Crime & Courts

Former Dutch Fork students insist Dennis was aggressor in fatal stabbing

Dennis
Dennis File photo

Two competing narratives clashed Thursday during the ongoing murder trial of a Lexington High School graduate accused of murder in the fatal stabbing of a rival Dutch Fork High student after a 2014 basketball game.

On one hand, prosecutors put up five youthful witnesses, all recent Dutch Fork graduates, who testified the defendant, Kierin Dennis, now 21, not only endangered Dutch Fork student lives by almost recklessly running them over but also, without justification, shoved a knife into the heart of their friend, Da’Von Capers.

Capers, then a 17-year-old Dutch Fork senior, died within minutes after being stabbed in the parking lot of the Lexington Cook Out eatery after a 2014 Dutch Fork-Lexington High School basketball game. The two schools are fierce rivals.

Capers was one of a half-dozen Dutch Fork students who were clustered at the driver’s window of Dennis’ SUV, berating him for speeding up his SUV toward them, almost striking some.

Under questioning by prosecutors Shawn Graham and Rhonda Patterson, the former Dutch Fork students acknowledged they were raising their voices and even cussing at Dennis. But they insisted they took no physical action such as striking Dennis’ SUV or reaching inside his vehicle.

During cross-examination by Dennis’s defense attorney, Todd Rutherford, however, a counternarrative of the events emerged. This one showed Capers taking an especially aggressive role as the students stood outside Dennis’ SUV, loudly tongue-lashing him for dangerous driving.

In the midst of the confrontation, Capers, a football player, had pushed his way to the front of the students clustered around Dennis’ driver’s window.

“He (Capers) was, like, ‘What are you doing?’ Get out of the car if you want to hit people,’” testified Capers’ friend, Tyrek “Telo” Farrow, now 19, who is now a marketing student at Midlands Technical College.

Rutherford also asked the former students, sometimes in disbelieving tones, if they were sure Capers hadn’t reached inside Dennis’ SUV. All denied any physical provocation by the dead student.

Whether the jury believes that Capers invaded Dennis’ space inside his SUV is a crucial point. Dennis is expected to testify later in the trial and tell the jury he only grabbed a knife he had handy because he felt his life was in danger. The jury can acquit Dennis if it believes he was acting in self defense.

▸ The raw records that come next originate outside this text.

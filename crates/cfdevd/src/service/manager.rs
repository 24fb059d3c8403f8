//! Supervisor abstraction used by the installer.

use std::sync::Arc;

use camino::{Utf8Path, Utf8PathBuf};

use super::{DaemonSpec, ServiceError};

/// Host service supervisor that persists and starts the helper.
#[cfg_attr(test, mockall::automock)]
pub trait ServiceManager: Send + Sync {
    /// Location of the descriptor for `label` within `service_dir`.
    fn descriptor_path(&self, service_dir: &Utf8Path, label: &str) -> Utf8PathBuf;

    /// Renders the descriptor contents for `spec`.
    fn render_descriptor(&self, spec: &DaemonSpec) -> String;

    /// Registers the written descriptor and starts the service.
    fn register(&self, descriptor: &Utf8Path, spec: &DaemonSpec) -> Result<(), ServiceError>;

    /// Stops the service and removes it from the supervisor.
    fn deregister(&self, descriptor: &Utf8Path, spec: &DaemonSpec) -> Result<(), ServiceError>;
}

impl<T> ServiceManager for Arc<T>
where
    T: ServiceManager,
{
    fn descriptor_path(&self, service_dir: &Utf8Path, label: &str) -> Utf8PathBuf {
        (**self).descriptor_path(service_dir, label)
    }

    fn render_descriptor(&self, spec: &DaemonSpec) -> String {
        (**self).render_descriptor(spec)
    }

    fn register(&self, descriptor: &Utf8Path, spec: &DaemonSpec) -> Result<(), ServiceError> {
        (**self).register(descriptor, spec)
    }

    fn deregister(&self, descriptor: &Utf8Path, spec: &DaemonSpec) -> Result<(), ServiceError> {
        (**self).deregister(descriptor, spec)
    }
}

/// Supervisor native to the build target.
#[cfg(target_os = "macos")]
pub type PlatformServiceManager = super::Launchd;

/// Supervisor native to the build target.
#[cfg(not(target_os = "macos"))]
pub type PlatformServiceManager = super::Systemd;
//! Structured health reporting for helper lifecycle events.

use std::sync::Arc;

use camino::Utf8Path;

use cfdev_config::Config;

use crate::bootstrap::BootstrapError;

const HEALTH_TARGET: &str = concat!(env!("CARGO_PKG_NAME"), "::health");

/// Observer trait used to surface lifecycle events to telemetry sinks.
pub trait HealthReporter: Send + Sync {
    /// Invoked before configuration loading begins.
    fn bootstrap_starting(&self);

    /// Invoked after bootstrap completes successfully.
    fn bootstrap_succeeded(&self, config: &Config);

    /// Invoked when bootstrap fails.
    fn bootstrap_failed(&self, error: &BootstrapError);

    /// Invoked once the socket accepts connections.
    fn listener_started(&self, socket: &Utf8Path);

    /// Invoked when a termination signal arrives.
    fn shutdown_requested(&self);

    /// Invoked after the socket is removed and handlers have drained.
    fn shutdown_completed(&self);
}

impl<T> HealthReporter for Arc<T>
where
    T: HealthReporter,
{
    fn bootstrap_starting(&self) {
        (**self).bootstrap_starting();
    }

    fn bootstrap_succeeded(&self, config: &Config) {
        (**self).bootstrap_succeeded(config);
    }

    fn bootstrap_failed(&self, error: &BootstrapError) {
        (**self).bootstrap_failed(error);
    }

    fn listener_started(&self, socket: &Utf8Path) {
        (**self).listener_started(socket);
    }

    fn shutdown_requested(&self) {
        (**self).shutdown_requested();
    }

    fn shutdown_completed(&self) {
        (**self).shutdown_completed();
    }
}

/// Default reporter that records lifecycle events using `tracing`.
#[derive(Debug, Default, Clone, Copy)]
pub struct StructuredHealthReporter;

impl StructuredHealthReporter {
    /// Builds a new reporter.
    #[must_use]
    pub const fn new() -> Self {
        Self
    }
}

impl HealthReporter for StructuredHealthReporter {
    fn bootstrap_starting(&self) {
        tracing::info!(
            target: HEALTH_TARGET,
            event = "bootstrap_starting",
            "starting helper bootstrap"
        );
    }

    fn bootstrap_succeeded(&self, config: &Config) {
        tracing::info!(
            target: HEALTH_TARGET,
            event = "bootstrap_succeeded",
            socket = %config.daemon_socket(),
            log_filter = %config.log_filter(),
            log_format = ?config.log_format(),
            "helper bootstrap completed"
        );
    }

    fn bootstrap_failed(&self, error: &BootstrapError) {
        tracing::error!(
            target: HEALTH_TARGET,
            event = "bootstrap_failed",
            error = %error,
            "helper bootstrap failed"
        );
    }

    fn listener_started(&self, socket: &Utf8Path) {
        tracing::info!(
            target: HEALTH_TARGET,
            event = "listener_started",
            socket = %socket,
            "listening on socket"
        );
    }

    fn shutdown_requested(&self) {
        tracing::info!(
            target: HEALTH_TARGET,
            event = "shutdown_requested",
            "shutdown requested"
        );
    }

    fn shutdown_completed(&self) {
        tracing::info!(
            target: HEALTH_TARGET,
            event = "shutdown_completed",
            "shutdown completed"
        );
    }
}
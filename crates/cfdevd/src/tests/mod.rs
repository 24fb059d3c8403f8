//! Test suites for the privileged helper.

mod support;
//! Command codes and payloads sent after the handshake.

use std::fmt;
use std::net::{Ipv4Addr, SocketAddrV4};

use crate::DecodeError;

/// Length of the `bind` payload: four address bytes and two port bytes.
pub const BIND_PAYLOAD_LEN: usize = 6;

/// One byte command selector.
#[derive(Debug, Clone, Copy, PartialEq, Eq, Hash)]
pub enum CommandCode {
    /// Remove the daemon's persistent service registration.
    Uninstall,
    /// Remove the loopback aliases.
    RemoveIpAlias,
    /// Add the loopback aliases.
    AddIpAlias,
    /// Bind a TCP listener and hand it to the caller.
    Bind,
    /// Any code the daemon does not implement.
    Unimplemented(u8),
}

impl CommandCode {
    const UNINSTALL: u8 = 1;
    const REMOVE_IP_ALIAS: u8 = 2;
    const ADD_IP_ALIAS: u8 = 3;
    const BIND: u8 = 6;

    /// Classifies a wire byte.
    #[must_use]
    pub const fn from_byte(byte: u8) -> Self {
        match byte {
            Self::UNINSTALL => Self::Uninstall,
            Self::REMOVE_IP_ALIAS => Self::RemoveIpAlias,
            Self::ADD_IP_ALIAS => Self::AddIpAlias,
            Self::BIND => Self::Bind,
            other => Self::Unimplemented(other),
        }
    }

    /// Wire byte for this code.
    #[must_use]
    pub const fn to_byte(self) -> u8 {
        match self {
            Self::Uninstall => Self::UNINSTALL,
            Self::RemoveIpAlias => Self::REMOVE_IP_ALIAS,
            Self::AddIpAlias => Self::ADD_IP_ALIAS,
            Self::Bind => Self::BIND,
            Self::Unimplemented(other) => other,
        }
    }

    /// Number of payload bytes that follow the code on the wire.
    #[must_use]
    pub const fn payload_len(self) -> usize {
        match self {
            Self::Bind => BIND_PAYLOAD_LEN,
            Self::Uninstall | Self::RemoveIpAlias | Self::AddIpAlias | Self::Unimplemented(_) => 0,
        }
    }
}

impl From<u8> for CommandCode {
    fn from(byte: u8) -> Self {
        Self::from_byte(byte)
    }
}

impl fmt::Display for CommandCode {
    fn fmt(&self, formatter: &mut fmt::Formatter<'_>) -> fmt::Result {
        match self {
            Self::Uninstall => formatter.write_str("uninstall"),
            Self::RemoveIpAlias => formatter.write_str("remove-ip-alias"),
            Self::AddIpAlias => formatter.write_str("add-ip-alias"),
            Self::Bind => formatter.write_str("bind"),
            Self::Unimplemented(code) => write!(formatter, "unimplemented({code})"),
        }
    }
}

/// Address and port the caller wants a listener bound to.
///
/// On the wire the IPv4 address travels as a little-endian `u32`, so the
/// first byte received is the address's least significant octet. The port is
/// a little-endian `u16`.
#[derive(Debug, Clone, Copy, PartialEq, Eq, Hash)]
pub struct BindRequest {
    address: Ipv4Addr,
    port: u16,
}

impl BindRequest {
    /// Builds a request for `address:port`.
    #[must_use]
    pub const fn new(address: Ipv4Addr, port: u16) -> Self {
        Self { address, port }
    }

    /// Requested IPv4 address.
    #[must_use]
    pub const fn address(&self) -> Ipv4Addr {
        self.address
    }

    /// Requested TCP port.
    #[must_use]
    pub const fn port(&self) -> u16 {
        self.port
    }

    /// Socket address the listener must be bound to.
    #[must_use]
    pub const fn socket_addr(&self) -> SocketAddrV4 {
        SocketAddrV4::new(self.address, self.port)
    }

    /// Serialises the payload (without the command byte).
    #[must_use]
    #[expect(
        clippy::little_endian_bytes,
        reason = "bind payload fields are little-endian on the wire"
    )]
    pub const fn encode(&self) -> [u8; BIND_PAYLOAD_LEN] {
        let [a0, a1, a2, a3] = self.address.to_bits().to_le_bytes();
        let [p0, p1] = self.port.to_le_bytes();
        [a0, a1, a2, a3, p0, p1]
    }

    /// Parses the payload that follows a `bind` command byte.
    ///
    /// # Errors
    ///
    /// Returns [`DecodeError::Length`] unless `bytes` holds exactly
    /// [`BIND_PAYLOAD_LEN`] bytes.
    #[expect(
        clippy::little_endian_bytes,
        reason = "bind payload fields are little-endian on the wire"
    )]
    pub fn decode(bytes: &[u8]) -> Result<Self, DecodeError> {
        let truncated = || DecodeError::length("bind", BIND_PAYLOAD_LEN, bytes.len());
        if bytes.len() != BIND_PAYLOAD_LEN {
            return Err(truncated());
        }
        let (address, rest) = bytes.split_first_chunk::<4>().ok_or_else(truncated)?;
        let (port, _) = rest.split_first_chunk::<2>().ok_or_else(truncated)?;
        Ok(Self::new(
            Ipv4Addr::from_bits(u32::from_le_bytes(*address)),
            u16::from_le_bytes(*port),
        ))
    }
}

impl From<SocketAddrV4> for BindRequest {
    fn from(addr: SocketAddrV4) -> Self {
        Self::new(*addr.ip(), addr.port())
    }
}

/// A complete command frame: code plus decoded payload.
#[derive(Debug, Clone, Copy, PartialEq, Eq)]
pub enum Command {
    /// Remove the persistent service registration.
    Uninstall,
    /// Remove the loopback aliases.
    RemoveIpAlias,
    /// Add the loopback aliases.
    AddIpAlias,
    /// Bind a listener on the requested address.
    Bind(BindRequest),
    /// A code the daemon does not implement.
    Unimplemented(u8),
}

impl Command {
    /// Code that introduces this command on the wire.
    #[must_use]
    pub const fn code(&self) -> CommandCode {
        match self {
            Self::Uninstall => CommandCode::Uninstall,
            Self::RemoveIpAlias => CommandCode::RemoveIpAlias,
            Self::AddIpAlias => CommandCode::AddIpAlias,
            Self::Bind(_) => CommandCode::Bind,
            Self::Unimplemented(code) => CommandCode::Unimplemented(*code),
        }
    }

    /// Builds a command from a code and the payload read for it.
    ///
    /// # Errors
    ///
    /// Returns [`DecodeError::Length`] when `payload` is not
    /// [`CommandCode::payload_len`] bytes long.
    pub fn decode(code: CommandCode, payload: &[u8]) -> Result<Self, DecodeError> {
        match code {
            CommandCode::Bind => BindRequest::decode(payload).map(Self::Bind),
            other if !payload.is_empty() => Err(DecodeError::length(
                "command",
                other.payload_len(),
                payload.len(),
            )),
            CommandCode::Uninstall => Ok(Self::Uninstall),
            CommandCode::RemoveIpAlias => Ok(Self::RemoveIpAlias),
            CommandCode::AddIpAlias => Ok(Self::AddIpAlias),
            CommandCode::Unimplemented(byte) => Ok(Self::Unimplemented(byte)),
        }
    }

    /// Serialises the command byte followed by its payload.
    #[must_use]
    pub fn encode(&self) -> Vec<u8> {
        let mut frame = Vec::with_capacity(1 + self.code().payload_len());
        frame.push(self.code().to_byte());
        if let Self::Bind(request) = self {
            frame.extend_from_slice(&request.encode());
        }
        frame
    }
}
//! Test double for [`HealthReporter`] that records lifecycle events.

use std::sync::Mutex;

use camino::Utf8Path;

use cfdev_config::Config;

use crate::bootstrap::BootstrapError;
use crate::health::HealthReporter;

/// Lifecycle events tracked during scenarios.
#[derive(Debug, Clone, PartialEq, Eq)]
pub enum HealthEvent {
    BootstrapStarting,
    BootstrapSucceeded,
    BootstrapFailed(String),
    ListenerStarted(String),
    ShutdownRequested,
    ShutdownCompleted,
}

/// Records health events for assertions.
#[derive(Debug, Default)]
pub struct RecordingHealthReporter {
    events: Mutex<Vec<HealthEvent>>,
}

impl RecordingHealthReporter {
    pub fn events(&self) -> Vec<HealthEvent> {
        self.events
            .lock()
            .expect("health reporter mutex poisoned")
            .clone()
    }

    fn record(&self, event: HealthEvent) {
        self.events
            .lock()
            .expect("health reporter mutex poisoned")
            .push(event);
    }
}

impl HealthReporter for RecordingHealthReporter {
    fn bootstrap_starting(&self) {
        self.record(HealthEvent::BootstrapStarting);
    }

    fn bootstrap_succeeded(&self, _config: &Config) {
        self.record(HealthEvent::BootstrapSucceeded);
    }

    fn bootstrap_failed(&self, error: &BootstrapError) {
        self.record(HealthEvent::BootstrapFailed(error.to_string()));
    }

    fn listener_started(&self, socket: &Utf8Path) {
        self.record(HealthEvent::ListenerStarted(socket.to_string()));
    }

    fn shutdown_requested(&self) {
        self.record(HealthEvent::ShutdownRequested);
    }

    fn shutdown_completed(&self) {
        self.record(HealthEvent::ShutdownCompleted);
    }
}
use serde::{Deserialize, Serialize};
use strum::{Display, EnumString};

/// Supported logging output formats.
#[derive(
    Debug, Clone, Copy, Default, Deserialize, Serialize, PartialEq, Eq, EnumString, Display,
)]
#[serde(rename_all = "snake_case")]
#[strum(serialize_all = "snake_case", ascii_case_insensitive)]
pub enum LogFormat {
    /// Structured JSON suitable for ingestion by logging stacks.
    #[default]
    Json,
    /// Human-readable single line output.
    Compact,
}

/// Errors encountered while parsing a [`LogFormat`] from text.
pub type LogFormatParseError = strum::ParseError;
//! Error types for service installation.

use std::io;

use camino::Utf8PathBuf;
use thiserror::Error;

use crate::host_command::HostCommandError;

/// Errors raised while installing or removing the persistent service.
#[derive(Debug, Error)]
pub enum ServiceError {
    /// A directory needed by the installation could not be created.
    #[error("failed to create directory {path}: {source}")]
    CreateDirectory {
        /// Directory that could not be created.
        path: Utf8PathBuf,
        /// Underlying IO error.
        #[source]
        source: io::Error,
    },
    /// The executable could not be copied into place.
    #[error("failed to install executable {from} to {to}: {source}")]
    CopyExecutable {
        /// Source executable.
        from: Utf8PathBuf,
        /// Installed program path.
        to: Utf8PathBuf,
        /// Underlying IO error.
        #[source]
        source: io::Error,
    },
    /// The service descriptor could not be written.
    #[error("failed to write service descriptor {path}: {source}")]
    WriteDescriptor {
        /// Descriptor path.
        path: Utf8PathBuf,
        /// Underlying IO error.
        #[source]
        source: io::Error,
    },
    /// An installed file could not be removed.
    #[error("failed to remove {path}: {source}")]
    Remove {
        /// File that could not be removed.
        path: Utf8PathBuf,
        /// Underlying IO error.
        #[source]
        source: io::Error,
    },
    /// The supervisor rejected the registration.
    #[error("failed to register service {label}: {source}")]
    Register {
        /// Service label.
        label: String,
        /// Supervisor tool failure.
        #[source]
        source: HostCommandError,
    },
    /// The supervisor rejected the deregistration.
    #[error("failed to deregister service {label}: {source}")]
    Deregister {
        /// Service label.
        label: String,
        /// Supervisor tool failure.
        #[source]
        source: HostCommandError,
    },
}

Prosecutors are sure to stress, however, that Dennis could have easily left. Was there anything in front of Dennis’ SUV that would have prevented him from just driving away?

“No,” answered Farrow.

Late Thursday, prosecutors played a video of a confession that Dennis gave to Lexington police Feb. 20, 2014, three days after the stabbing. By that time, Dennis had been arrested and charged with murder. Dennis had talked to police the night of the incident and, while admitting he was at the Cook Out, denied killing Capers.

In video of that second interview, Dennis admits to Lexington police Sgt. Brent Carter that, yes, he did grab a knife and shove it at Capers’ chest. But at the time, Capers was leaning in his driver’s side window and that frightened him, Dennis said.

“I was scared,” Dennis told Carter. “He reached in with his arm and I didn’t know whether he was going to grab my steering wheel. ... I just thought they was all going to attack me.

During that interview, Dennis also admitted burying the knife used to kill Capers. Police have since retrieved it, and it will be shown to the jury, perhaps as early as Friday. Rutherford has described it as a fishing knife, serrated on one side, with a blunter edge on the other.

In other evidence Thursday:

▪ Pathologist Dr. Janice Ross testified that from the direction of the stab wound in Capers’ chest, the scenario advanced by Rutherford – that Capers was inside the SUV when Dennis stabbed him – did not seem plausible. But in his questions on cross-examination, Rutherford raised alternative explanations of why the wound turned out the way it did.

The wound started near Capers’ heart, traveled down through diaphram, liver and “nicked the stomach,” Ross testified. Capers’ blood also tested positive for marijuana, she told the jury under Rutherford’s questioning.

▪ Prosecutors several times got witnesses to say that Dennis, whose clean-cut looks now include a new suit and short hair, was sporting dreadlocks in 2014 and looked quite different now.

▪ Videos and testimony about out-of-control anger between some Dutch Fork and Lexington students was part of the dynamic surrounding the fatal stabbing. Two weeks before Feb. 17, 2014, Lexington High had been defeated by Dutch Fork High at Dutch Fork. At that game, some Lexington fans had thrown money at the winning Dutch Fork basketball players after the game, and potential fights between students had been defused.

In fact, tensions ran so high that administrators beefed up security at the Feb. 17 game between the two schools, also won by Dutch Fork.

Despite widespread knowledge that there could be violence between students, no police or school officials or apparently even parents were at the Cook Out the night of the killing.